This recap is from the January 14th Panel surrounding barrier to inclusion and the impact on mental health.
On behalf of both MAC and MAF, we want to say thank you to all who joined us as we continue our Campaign for Inclusion series. Your support allows us to bring more of these important conversations to our community and beyond, and we are so grateful to have this platform to do so.
As promised, here is some follow up information on our latest conversation around barriers to inclusion and the impact on mental health.
Firstly, if you missed the panel or simply want to rewatch or share the event with someone, you can do so here:
In our conversation we offered a list of resources for continued education surrounding our topic. For ease of accessibility those resources are listed again here:
- The ‘Speak Up’ Handbook is a resource to help show you how you can be an effective ally in a variety of situations.
- Project implicit from Harvard, gives a variety of tests for you to look inward to your own bias and how to address personal growth.
- Brainfacts.org is a fantastic resource for articles surrounding chronic stress and the neuroscience of stress.
As a follow up we wanted to highlight one specific question from the discussion and have each of our panelist, along with our moderator respond.
Question: Why do we highlight the differences between ourselves? How do we figure out how to recognize the similarities rather than instantly identify the differences that the panelist described? It feels Ike this is something that is mostly something that white people do in the US.
Debbie Bensching: We have our foundational neurobiology and we have social psychology involved in this question. Neurologically, all of our brains are hardwired to look for contrast, so we can distinguish between things and in part is connected to our survival systems and learning abilities. It also creates social comparison. A sense of competition in the broadest sense, be it direct or perceived, tends to activate a focus on differences between oneself and another person. A sense of cooperation, actual or perceived, tends to activate a focus on similarities. Of course, in each of these areas there are several variables that play a role in influencing what one notices and how one responds to what is noticed.

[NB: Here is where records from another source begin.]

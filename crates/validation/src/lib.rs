//! Acceptance checks for generated weekly meal plans
//!
//! A candidate schedule is judged against recipe cooldowns, batch-cooking
//! chronology, meal-slot eligibility and macro-nutrient targets. Judging is a
//! pure function over in-memory data: no I/O, no shared state.

pub mod batch;
pub mod compatibility;
pub mod context;
pub mod cooldown;
pub mod day;
pub mod engine;
pub mod error;
pub mod finding;
pub mod macros;
pub mod rule;
pub mod slot;
pub mod types;

pub use context::{PlanContext, RecipeGroup};
pub use day::{DayName, day_index, parse_week_start};
pub use engine::{ValidationResult, validate};
pub use error::ValidationError;
pub use finding::{Finding, MacroPeriod, Nutrient, Severity};
pub use macros::{MacroCheck, MacroSkipReason};
pub use rule::{PlanRule, RuleReport};
pub use slot::{MealFamily, normalize_slot};
pub use types::{
    CooldownSettings, MacroMode, NutritionProfile, PlanSettings, RecipeNutrition,
    RecipeSlotCatalog, ScheduledMeal, UsageHistoryEntry, ValidationOptions,
};
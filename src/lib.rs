pub mod config;
pub mod error;
pub mod observability;
pub mod request;

pub use config::Config;
pub use error::AppError;
pub use request::{PlanDefaults, PlanRequest, Report};

/// Build request fallbacks from loaded configuration
pub fn plan_defaults(config: &Config) -> Result<PlanDefaults, AppError> {
    Ok(PlanDefaults {
        settings: config
            .planning
            .plan_settings()
            .map_err(AppError::InvalidConfig)?,
        exempt_families: config
            .planning
            .exempt_families()
            .map_err(AppError::InvalidConfig)?,
        allow_dinner_for_lunch: config.planning.allow_dinner_for_lunch,
    })
}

Question: Given your personal experience, how do you recognize the similarities rather than identify the differences in people that you meet?
Sandy Moore: I always try to find a common denominator with anyone that I just meet. Usually with a few minutes of talking to each other, I try and ask a few questions to see what I can find. My questions are usually about if they have lived in Portland for a long time / if so what high school did they go to. Also do they have kids, if so, what school (those are just a couple examples). Again, like I mentioned on the call, if you just take time to slow down, ask some questions, be a good listener and get to know someone, 99% of the time, you can find something in common.
Faye Levinsohn: I try to recognize the similarities in people by asking questions that appeal to universal humanity – family, friends, hobbies, career, passions, something as simple as a heartfelt, “how are you?”. or “what did you do last weekend?” Not allowing a ‘difference’ to become a hinderance to basic human connection.
Aaron Paulson: I try to take the undercover boss approach. Sometimes people don’t realize what someone has gone through, or something about them until you get to know them by asking questions that doesn’t put them in an awkward or uncomfortable position out of the gate. I try to ask questions, or dialogue about interests rather than put them in a defensive situation.
Thank you for joining us on January 14th for the third in a series of panel discussions surrounding diversity, equity, and inclusion. We value the conversations and look forward to the next discussion on March 11th.